▶ _ABOUT THIS EXERCISE_: Below are the entries to work from; restate word for word the portion that opens with the line containing "#[must_use]" and closes with the line containing "self.scratch.resize(buf.len(), 0);", keeping both.

▶ _INPUT_:
═══
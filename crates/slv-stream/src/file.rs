use std::fs::File;
use std::io::{BufReader, Read, Seek, SeekFrom};
use std::path::{Path, PathBuf};

use log::{debug, trace, warn};

use crate::config::StreamConfig;
use crate::error::{Result, StreamError};
use crate::stream::{Observer, Stream, StreamState};

/// Stream over a file opened for binary reading.
///
/// The stream owns the file handle exclusively; dropping it (or calling
/// [`close`](Self::close)) closes the handle. Reads go through a
/// [`BufReader`] sized by [`StreamConfig::file_buffer_capacity`].
///
/// Reads land in an internal scratch buffer first, so a failed read leaves
/// the caller's buffer untouched.
#[derive(Debug)]
pub struct FileStream {
    reader: BufReader<File>,
    path: PathBuf,
    scratch: Vec<u8>,
    state: StreamState,
}

impl FileStream {
    /// Open `path` for reading with the default configuration.
    ///
    /// # Errors
    ///
    /// Returns [`StreamError::Open`] if the file cannot be opened. No stream
    /// is returned in that case.
    pub fn open(path: impl AsRef<Path>) -> Result<Self> {
        Self::open_with(path, StreamConfig::default())
    }

    /// Open `path` for reading with an explicit configuration.
    ///
    /// # Errors
    ///
    /// Returns [`StreamError::Open`] if the file cannot be opened.
    pub fn open_with(path: impl AsRef<Path>, config: StreamConfig) -> Result<Self> {
        let path = path.as_ref();
        let file = File::open(path).map_err(|source| StreamError::Open {
            path: path.to_path_buf(),
            source,
        })?;
        debug!("opened file stream {}", path.display());

        Ok(Self {
            reader: BufReader::with_capacity(config.file_buffer_capacity, file),
            path: path.to_path_buf(),
            scratch: Vec::new(),
            state: StreamState::new(config),
        })
    }

    /// Path this stream was opened from.
    #[must_use]
    pub fn path(&self) -> &Path {
        &self.path
    }

    /// Close the file. A failure to close is not reported.
    pub fn close(self) {
        debug!("closing file stream {}", self.path.display());
        drop(self);
    }

    /// Put the file offset back where the stream position says it is.
    ///
    /// `read_exact` may have consumed part of the request before failing.
    fn rewind_to_position(&mut self) {
        if let Err(e) = self.reader.seek(SeekFrom::Start(self.state.position)) {
            warn!(
                "{}: cannot restore offset {} after failed read: {e}",
                self.path.display(),
                self.state.position
            );
        }
    }
}

impl Stream for FileStream {
    fn read_buf(&mut self, buf: &mut [u8]) -> Result<()> {
        self.scratch.clear();
        self.scratch.resize(buf.len(), 0);
        if let Err(source) = self.reader.read_exact(&mut self.scratch) {
            debug!(
                "{}: read of {} bytes at offset {} failed: {source}",
                self.path.display(),
                buf.len(),
                self.state.position
            );
            self.rewind_to_position();
            return Err(StreamError::Io {
                offset: self.state.position,
                requested: buf.len(),
                source,
            });
        }

        buf.copy_from_slice(&self.scratch);
        trace!(
            "{}: read {} bytes at offset {}",
            self.path.display(),
            buf.len(),
            self.state.position
        );
        self.state.delivered(buf);
        Ok(())
    }

    fn position(&self) -> u64 {
        self.state.position
    }

    fn set_observer(&mut self, observer: Option<Observer>) {
        self.state.set_observer(observer);
    }

    fn config(&self) -> &StreamConfig {
        &self.state.config
    }
}
//! # slv-stream
//!
//! Binary input streams and the little-endian primitive decoders format
//! parsers are built from.
//!
//! Two interchangeable backends implement [`Stream`]: [`FileStream`] over a
//! file on disk and [`MemoryStream`] over a byte slice the caller already
//! holds. The decoders are generic over the trait, so a parser written
//! against one backend works unchanged against the other.
//!
//! ```text
//!   caller ──► read_u32 / read_f32 / read_str / read_u32_arr ...
//!                  │
//!                  ▼
//!            Stream::read_buf(n)       (all-or-nothing)
//!              ├── FileStream          BufReader<File>
//!              └── MemoryStream<'a>    &'a [u8], bounds-checked
//! ```
//!
//! ```
//! use slv_stream::{MemoryStream, read_f32, read_str, read_u16};
//!
//! let data = b"\x02\x00\x00\x00\x80\x3Fhi\0";
//! let mut stream = MemoryStream::new(data);
//! assert_eq!(read_u16(&mut stream)?, 2);
//! assert_eq!(read_f32(&mut stream)?, 1.0);
//! assert_eq!(read_str(&mut stream)?.as_bytes(), b"hi");
//! # Ok::<(), slv_stream::StreamError>(())
//! ```
#![warn(clippy::pedantic)]

pub mod array;
pub mod config;
pub mod error;
pub mod file;
pub mod float;
pub mod int;
pub mod memory;
pub mod stream;
pub mod string;

pub use array::{read_f32_arr, read_s32_arr, read_u32_arr};
pub use config::StreamConfig;
pub use error::{ErrorKind, Result, StreamError};
pub use file::FileStream;
pub use float::{decode_f32, read_f32};
pub use int::{decode_u16, decode_u32, read_s16, read_s32, read_u16, read_u32, u16_to_s16, u32_to_s32};
pub use memory::MemoryStream;
pub use stream::{AnyStream, Observer, Stream};
pub use string::read_str;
═══
▶ _RESULT OF THE TASK_:
    #[must_use]
    pub fn path(&self) -> &Path {
        &self.path
    }

    /// Close the file. A failure to close is not reported.
    pub fn close(self) {
        debug!("closing file stream {}", self.path.display());
        drop(self);
    }

    /// Put the file offset back where the stream position says it is.
    ///
    /// `read_exact` may have consumed part of the request before failing.
    fn rewind_to_position(&mut self) {
        if let Err(e) = self.reader.seek(SeekFrom::Start(self.state.position)) {
            warn!(
                "{}: cannot restore offset {} after failed read: {e}",
                self.path.display(),
                self.state.position
            );
        }
    }
}

impl Stream for FileStream {
    fn read_buf(&mut self, buf: &mut [u8]) -> Result<()> {
        self.scratch.clear();
        self.scratch.resize(buf.len(), 0);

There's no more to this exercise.